Problem to work on: Count how many lines in the following data hold the word "main". Your answer is the number and nothing else.

══ Dataset entries ══

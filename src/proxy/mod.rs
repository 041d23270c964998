//! Proxy module for streaming channel requests
//!
//! Implements the request pipeline: path resolution against the channel's
//! origin URL, the upstream fetch, manifest-vs-segment classification, and
//! either a manifest rewrite or an incremental body relay.

pub mod error_response;
pub mod headers;
pub mod manifest;
pub mod path_resolver;
pub mod service;
pub mod types;


pub use service::ProxyService;
pub use types::{ProxyConfig, ProxyError, ProxyResult};
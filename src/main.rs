use anyhow::Result;
use streamgate::Application;
use tracing::{info, instrument};

#[tokio::main]
#[instrument]
async fn main() -> Result<()> {
    // Initialize tracing
    tracing_subscriber::fmt()
        .with_env_filter(tracing_subscriber::EnvFilter::from_default_env())
        .init();

    info!("Starting Streamgate");

    let app = Application::new().await?;
    app.run().await?;

    Ok(())
}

═══

Answer section: 3